Rape1
U.S. Vice President Joe Biden sits with U.S. Attorney General Loretta B. Lynch at a news conference where they appeared along with Manhattan District Attorney Cyrus R. Vance in New York City, Sept. 10, 2015. The three were announcing the award of approximately $80 million in grants to eliminate backlogs of untested sexual assault evidence kits or "rape kits." Reuters/Stephanie Keith

A New York City prosecutor's office joined the U.S. Justice Department on Thursday in a $79 million effort to help police in 20 U.S. states process untested rape kits that can provide physical evidence to help solve sexual assaults.

Manhattan District Attorney Cyrus Vance said his office awarded $38 million in grants toward the initiative, saying that collecting forensic evidence linked to sex assaults across the country could help solve similar unsolved crimes in New York.

The money, which will be allocated alongside $41 million from federal prosecutors, will be used to test medical evidence collected after sexual assaults in jurisdictions with the largest backlogs across the United States, as well as to analyze why the kits have remained untested.

"You're as likely to find the rapist from Times Square in Ogden, Utah, as you are in Times Square. You're as likely to find him in Oregon or Mississippi as you are in Times Square," said Vice President Joe Biden, who joined Vance for Thursday's announcement. "In turn, you bring closure for the woman in New York, or the man."

The announcement expanded on the White House's Sexual Assault Kit Initiative, launched earlier this year, which promised to tackle the estimated backlog of 400,000 untested rape kits in crime labs across the country.

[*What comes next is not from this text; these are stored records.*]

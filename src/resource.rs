//! Canonical generation resource vocabulary
//!
//! All three providers name technologies differently. Tables produced by this
//! crate always use the ENTSO-E style names below, e.g. `"Fossil Gas"` or
//! `"Hydro Pumped Storage"`.

use std::fmt;
use std::str::FromStr;

use serde::{Deserialize, Serialize};
use tracing::warn;

/// Generation resource type (canonical vocabulary)
#[derive(Debug, Clone, PartialEq, Eq, Hash, PartialOrd, Ord, Serialize, Deserialize)]
#[serde(into = "String", from = "String")]
pub enum ResourceType {
    Biomass,
    FossilBrownCoalLignite,
    FossilGas,
    FossilHardCoal,
    FossilOil,
    Geothermal,
    HydroPumpedStorage,
    HydroRunOfRiver,
    HydroWaterReservoir,
    Hydro,
    Nuclear,
    Other,
    OtherRenewable,
    Solar,
    Waste,
    WindOffshore,
    WindOnshore,
    BatteryStorage,
    /// Known provider category without a generation counterpart (SMARD "Wärme")
    Unknown,
    /// Provider term missing from the translation table, kept verbatim
    Unmapped(String),
}

/// Canonical names of the known resource types
static CANONICAL_NAMES: [(ResourceType, &str); 19] = [
    (ResourceType::Biomass, "Biomass"),
    (ResourceType::FossilBrownCoalLignite, "Fossil Brown coal/Lignite"),
    (ResourceType::FossilGas, "Fossil Gas"),
    (ResourceType::FossilHardCoal, "Fossil Hard coal"),
    (ResourceType::FossilOil, "Fossil Oil"),
    (ResourceType::Geothermal, "Geothermal"),
    (ResourceType::HydroPumpedStorage, "Hydro Pumped Storage"),
    (ResourceType::HydroRunOfRiver, "Hydro Run-of-river and poundage"),
    (ResourceType::HydroWaterReservoir, "Hydro Water Reservoir"),
    (ResourceType::Hydro, "Hydro"),
    (ResourceType::Nuclear, "Nuclear"),
    (ResourceType::Other, "Other"),
    (ResourceType::OtherRenewable, "Other renewable"),
    (ResourceType::Solar, "Solar"),
    (ResourceType::Waste, "Waste"),
    (ResourceType::WindOffshore, "Wind Offshore"),
    (ResourceType::WindOnshore, "Wind Onshore"),
    (ResourceType::BatteryStorage, "Battery Storage"),
    (ResourceType::Unknown, "unknown"),
];

/// SMARD power plant metadata vocabulary (`plant.resource`)
static SMARD_RESOURCE_MAPPINGS: [(&str, ResourceType); 17] = [
    ("KW-Energieträger.Wind (Onshore)", ResourceType::WindOnshore),
    ("KW-Energieträger.Steinkohle", ResourceType::FossilHardCoal),
    ("KW-Energieträger.Erdgas", ResourceType::FossilGas),
    ("KW-Energieträger.Pumpspeicher", ResourceType::HydroPumpedStorage),
    (
        "KW-Energieträger.Sonstige konventionelle Energieträger",
        ResourceType::Other,
    ),
    ("KW-Energieträger.Photovoltaik", ResourceType::Solar),
    ("KW-Energieträger.Wind (Offshore)", ResourceType::WindOffshore),
    ("KW-Energieträger.Laufwasser", ResourceType::HydroRunOfRiver),
    ("KW-Energieträger.Mineralölprodukte", ResourceType::FossilOil),
    ("KW-Energieträger.Abfall", ResourceType::Waste),
    ("KW-Energieträger.Kernenergie", ResourceType::Nuclear),
    ("KW-Energieträger.Braunkohle", ResourceType::FossilBrownCoalLignite),
    (
        "KW-Energieträger.Speicherwasser (ohne Pumpspeicher)",
        ResourceType::HydroWaterReservoir,
    ),
    ("KW-Energieträger.Batteriespeicher", ResourceType::BatteryStorage),
    ("KW-Energieträger.Biomasse", ResourceType::Biomass),
    ("KW-Energieträger.Wärme", ResourceType::Unknown),
    ("KW-Energieträger.Wasserkraft", ResourceType::Hydro),
];

impl ResourceType {
    /// Canonical display name
    pub fn name(&self) -> &str {
        if let ResourceType::Unmapped(raw) = self {
            return raw;
        }
        CANONICAL_NAMES
            .iter()
            .find(|(rt, _)| rt == self)
            .map(|(_, name)| *name)
            .unwrap_or("unknown")
    }

    /// Translate a SMARD power plant resource term
    ///
    /// Terms missing from the translation table are kept as
    /// [`ResourceType::Unmapped`] and logged, so new provider categories show
    /// up in the output instead of disappearing.
    ///
    /// # Examples
    ///
    /// ```
    /// # use grid_market_data::ResourceType;
    /// assert_eq!(
    ///     ResourceType::from_smard("KW-Energieträger.Braunkohle"),
    ///     ResourceType::FossilBrownCoalLignite
    /// );
    /// assert_eq!(
    ///     ResourceType::from_smard("KW-Energieträger.Wasserstoff"),
    ///     ResourceType::Unmapped("KW-Energieträger.Wasserstoff".to_string())
    /// );
    /// ```
    pub fn from_smard(term: &str) -> Self {
        match SMARD_RESOURCE_MAPPINGS.iter().find(|(t, _)| *t == term) {
            Some((_, rt)) => rt.clone(),
            None => {
                warn!("Unmapped SMARD resource type: '{}'", term);
                ResourceType::Unmapped(term.to_string())
            }
        }
    }
}

impl fmt::Display for ResourceType {
    fn fmt(&self, f: &mut fmt::Formatter<'_>) -> fmt::Result {
        f.write_str(self.name())
    }
}

impl FromStr for ResourceType {
    type Err = std::convert::Infallible;

    /// Parse a canonical name; anything else becomes [`ResourceType::Unmapped`]
    fn from_str(s: &str) -> Result<Self, Self::Err> {
        Ok(CANONICAL_NAMES
            .iter()
            .find(|(_, name)| *name == s)
            .map(|(rt, _)| rt.clone())
            .unwrap_or_else(|| ResourceType::Unmapped(s.to_string())))
    }
}

impl From<String> for ResourceType {
    fn from(s: String) -> Self {
        match s.parse() {
            Ok(rt) => rt,
            Err(never) => match never {},
        }
    }
}

impl From<ResourceType> for String {
    fn from(rt: ResourceType) -> Self {
        rt.name().to_string()
    }
}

New York City eliminated its backlog of 17,000 rape kits in 2003 and then adopted a policy of testing every kit.

"Tackling the national rape kit backlog means addressing a women's and human rights issue that has been ignored for far too long. We are refusing to accept that some criminal justice problems are just too big – too ingrained, too controversial, too expensive – to solve," Vance said.

Biden, who could become a Democratic candidate in the 2016 presidential election campaign, has taken up the sex assault issue in the past, calling rape on campus an "epidemic" and championing the Violence Against Women Act.